Collected data entries:
//! libSQL store — persistent `ProcessStore` and `ConversationStore`.
//!
//! Snapshots and conversation records are serde-serialized JSON rows, so the
//! persisted format stays opaque to the workflow. Supports local file and
//! in-memory databases.

use std::path::Path;
use std::sync::Arc;

use async_trait::async_trait;
use libsql::{Connection, Database as LibSqlDatabase, params};
use tracing::info;

use crate::error::StoreError;
use crate::workflow::engine::WorkflowSnapshot;

use super::conversation::{ConversationState, ConversationStore};
use super::process::ProcessStore;

const SCHEMA: &str = r#"
    CREATE TABLE IF NOT EXISTS process_snapshots (
        email_id TEXT PRIMARY KEY,
        snapshot TEXT NOT NULL,
        seq INTEGER NOT NULL
    );
    CREATE TABLE IF NOT EXISTS conversations (
        conversation_key TEXT PRIMARY KEY,
        state TEXT NOT NULL,
        seq INTEGER NOT NULL
    );
"#;

/// libSQL-backed store.
///
/// A single connection is reused for all operations;
/// `libsql::Connection` is `Send + Sync` and safe for concurrent async use.
pub struct LibSqlStore {
    #[allow(dead_code)]
    db: Arc<LibSqlDatabase>,
    conn: Connection,
}

impl LibSqlStore {
    /// Open (or create) a local database file and initialize the schema.
    pub async fn new_local(path: &Path) -> Result<Self, StoreError> {
        if let Some(parent) = path.parent() {
            std::fs::create_dir_all(parent).map_err(|e| {
                StoreError::Backend(format!("Failed to create database directory: {e}"))
            })?;
        }

        let db = libsql::Builder::new_local(path)
            .build()
            .await
            .map_err(|e| StoreError::Backend(format!("Failed to open database: {e}")))?;
        let conn = db
            .connect()
            .map_err(|e| StoreError::Backend(format!("Failed to create connection: {e}")))?;

        let store = Self {
            db: Arc::new(db),
            conn,
        };
        store.init_schema().await?;
        info!(path = %path.display(), "Store database opened");
        Ok(store)
    }

    /// Create an in-memory database (for tests).
    pub async fn new_memory() -> Result<Self, StoreError> {
        let db = libsql::Builder::new_local(":memory:")
            .build()
            .await
            .map_err(|e| StoreError::Backend(format!("Failed to create in-memory db: {e}")))?;
        let conn = db
            .connect()
            .map_err(|e| StoreError::Backend(format!("Failed to create connection: {e}")))?;

        let store = Self {
            db: Arc::new(db),
            conn,
        };
        store.init_schema().await?;
        Ok(store)
    }

    async fn init_schema(&self) -> Result<(), StoreError> {
        self.conn
            .execute_batch(SCHEMA)
            .await
            .map_err(|e| StoreError::Backend(format!("Schema init failed: {e}")))?;
        Ok(())
    }

    async fn upsert(&self, table: &str, key_column: &str, key: &str, json: &str) -> Result<(), StoreError> {
        let sql = format!(
            "INSERT INTO {table} ({key_column}, {value}, seq) \
             VALUES (?1, ?2, (SELECT COALESCE(MAX(seq), 0) + 1 FROM {table})) \
             ON CONFLICT({key_column}) DO UPDATE SET \
             {value} = excluded.{value}, seq = excluded.seq",
            value = if table == "conversations" { "state" } else { "snapshot" },
        );
        self.conn
            .execute(&sql, params![key, json])
            .await
            .map_err(|e| StoreError::Backend(format!("Write to {table} failed: {e}")))?;
        Ok(())
    }

    async fn fetch_one(&self, sql: &str, key: Option<&str>) -> Result<Option<String>, StoreError> {
        let mut rows = match key {
            Some(key) => self.conn.query(sql, params![key]).await,
            None => self.conn.query(sql, ()).await,
        }
        .map_err(|e| StoreError::Backend(format!("Query failed: {e}")))?;

        let row = rows
            .next()
            .await
            .map_err(|e| StoreError::Backend(format!("Row fetch failed: {e}")))?;
        match row {
            Some(row) => {
                let json: String = row
                    .get(0)
                    .map_err(|e| StoreError::Backend(format!("Column read failed: {e}")))?;
                Ok(Some(json))
            }
            None => Ok(None),
        }
    }
}

fn encode<T: serde::Serialize>(value: &T) -> Result<String, StoreError> {
    serde_json::to_string(value).map_err(|e| StoreError::Serialization(e.to_string()))
}

fn decode<T: serde::de::DeserializeOwned>(json: &str) -> Result<T, StoreError> {
    serde_json::from_str(json).map_err(|e| StoreError::Serialization(e.to_string()))
}

#[async_trait]
impl ProcessStore for LibSqlStore {
    async fn save(&self, key: &str, snapshot: WorkflowSnapshot) -> Result<(), StoreError> {
        self.upsert("process_snapshots", "email_id", key, &encode(&snapshot)?)
            .await
    }

    async fn get(&self, key: &str) -> Result<Option<WorkflowSnapshot>, StoreError> {
        self.fetch_one(
            "SELECT snapshot FROM process_snapshots WHERE email_id = ?1",
            Some(key),
        )
        .await?
        .map(|json| decode(&json))
        .transpose()
    }

    async fn get_default(&self) -> Result<Option<WorkflowSnapshot>, StoreError> {
        self.fetch_one(
            "SELECT snapshot FROM process_snapshots ORDER BY seq DESC LIMIT 1",
            None,
        )
        .await?
        .map(|json| decode(&json))
        .transpose()
    }
}

#[async_trait]
impl ConversationStore for LibSqlStore {
    async fn save(&self, key: &str, state: ConversationState) -> Result<(), StoreError> {
        self.upsert("conversations", "conversation_key", key, &encode(&state)?)
            .await
    }

    async fn get(&self, key: &str) -> Result<ConversationState, StoreError> {
        Ok(self
            .fetch_one(
                "SELECT state FROM conversations WHERE conversation_key = ?1",
                Some(key),
            )
            .await?
            .map(|json| decode(&json))
            .transpose()?
            .unwrap_or_else(|| ConversationState::new(key)))
    }

    async fn get_default(&self) -> Result<Option<ConversationState>, StoreError> {
        self.fetch_one(
            "SELECT state FROM conversations ORDER BY seq DESC LIMIT 1",
            None,
        )
        .await?
        .map(|json| decode(&json))
        .transpose()
    }

    async fn answer_question(
        &self,
        key: &str,
        email_id: &str,
        question_id: &str,
        answer: &str,
    ) -> Result<(), StoreError> {
        // Single-key read-modify-write; keys are independent conversations.
        let mut state = ConversationStore::get(self, key).await?;
        let mut changed = false;
        if let Some(qa) = state
            .pending_question_answers
            .iter_mut()
            .find(|qa| qa.question_id == question_id && qa.email_id == email_id)
        {
            qa.answer = Some(answer.to_string());
            changed = true;
        }
        if changed {
            ConversationStore::save(self, key, state).await?;
        }
        Ok(())
    }
}

#[cfg(test)]
mod tests {
    use super::*;
    use crate::workflow::engine::RunState;
    use crate::workflow::types::{Email, QuestionAnswer, ThreadsCollection};

    fn snapshot(email_id: &str) -> WorkflowSnapshot {
        WorkflowSnapshot {
            email: Email {
                id: email_id.into(),
                from: "a@x.com".into(),
                to: "s@x.com".into(),
                subject: "subject".into(),
                body: "body".into(),
            },
            threads: ThreadsCollection {
                main_thread_id: "m".into(),
                faq_thread_id: "f".into(),
                rag_thread_id: "r".into(),
            },
            question_answers: vec![QuestionAnswer {
                email_id: email_id.into(),
                question_id: "q1".into(),
                question: "what?".into(),
                answer: None,
            }],
            status: RunState::Suspended,
        }
    }

    #[tokio::test]
    async fn snapshot_roundtrip() {
        let store = LibSqlStore::new_memory().await.unwrap();
        ProcessStore::save(&store, "e1", snapshot("e1")).await.unwrap();

        let loaded = ProcessStore::get(&store, "e1").await.unwrap().unwrap();
        assert_eq!(loaded.email.id, "e1");
        assert_eq!(loaded.status, RunState::Suspended);
        assert_eq!(loaded.question_answers.len(), 1);
        assert!(ProcessStore::get(&store, "missing").await.unwrap().is_none());
    }

    #[tokio::test]
    async fn snapshot_overwrite_and_default() {
        let store = LibSqlStore::new_memory().await.unwrap();
        ProcessStore::save(&store, "e1", snapshot("e1")).await.unwrap();
        ProcessStore::save(&store, "e2", snapshot("e2")).await.unwrap();

        let default = ProcessStore::get_default(&store).await.unwrap().unwrap();
        assert_eq!(default.email.id, "e2");

        let mut updated = snapshot("e1");
        updated.status = RunState::Completed;
        ProcessStore::save(&store, "e1", updated).await.unwrap();
        let default = ProcessStore::get_default(&store).await.unwrap().unwrap();
        assert_eq!(default.email.id, "e1");
        assert_eq!(default.status, RunState::Completed);
    }

    #[tokio::test]
    async fn conversation_roundtrip_and_answer() {
        let store = LibSqlStore::new_memory().await.unwrap();
        let mut state = ConversationState::new("conv-1");
        state.pending_question_answers.push(QuestionAnswer {
            email_id: "e1".into(),
            question_id: "q1".into(),
            question: "what?".into(),
            answer: None,
        });
        ConversationStore::save(&store, "conv-1", state).await.unwrap();

        store
            .answer_question("conv-1", "e1", "q1", "this")
            .await
            .unwrap();

        let loaded = ConversationStore::get(&store, "conv-1").await.unwrap();
        assert_eq!(
            loaded.pending_question_answers[0].answer.as_deref(),
            Some("this")
        );
    }

    #[tokio::test]
    async fn local_file_persists_across_reopen() {
        let dir = tempfile::tempdir().unwrap();
        let path = dir.path().join("support.db");

        {
            let store = LibSqlStore::new_local(&path).await.unwrap();
            ProcessStore::save(&store, "e1", snapshot("e1")).await.unwrap();
        }

        let store = LibSqlStore::new_local(&path).await.unwrap();
        let loaded = ProcessStore::get(&store, "e1").await.unwrap().unwrap();
        assert_eq!(loaded.email.id, "e1");
    }
}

Exercise:
Transcribe each line of the data above, unaltered, from the one where "CREATE TABLE IF NOT EXISTS process_snapshots" appears to the one where "for all operations;" appears, inclusive of both.

Answer to this problem:
    CREATE TABLE IF NOT EXISTS process_snapshots (
        email_id TEXT PRIMARY KEY,
        snapshot TEXT NOT NULL,
        seq INTEGER NOT NULL
    );
    CREATE TABLE IF NOT EXISTS conversations (
        conversation_key TEXT PRIMARY KEY,
        state TEXT NOT NULL,
        seq INTEGER NOT NULL
    );
"#;

/// libSQL-backed store.
///
/// A single connection is reused for all operations;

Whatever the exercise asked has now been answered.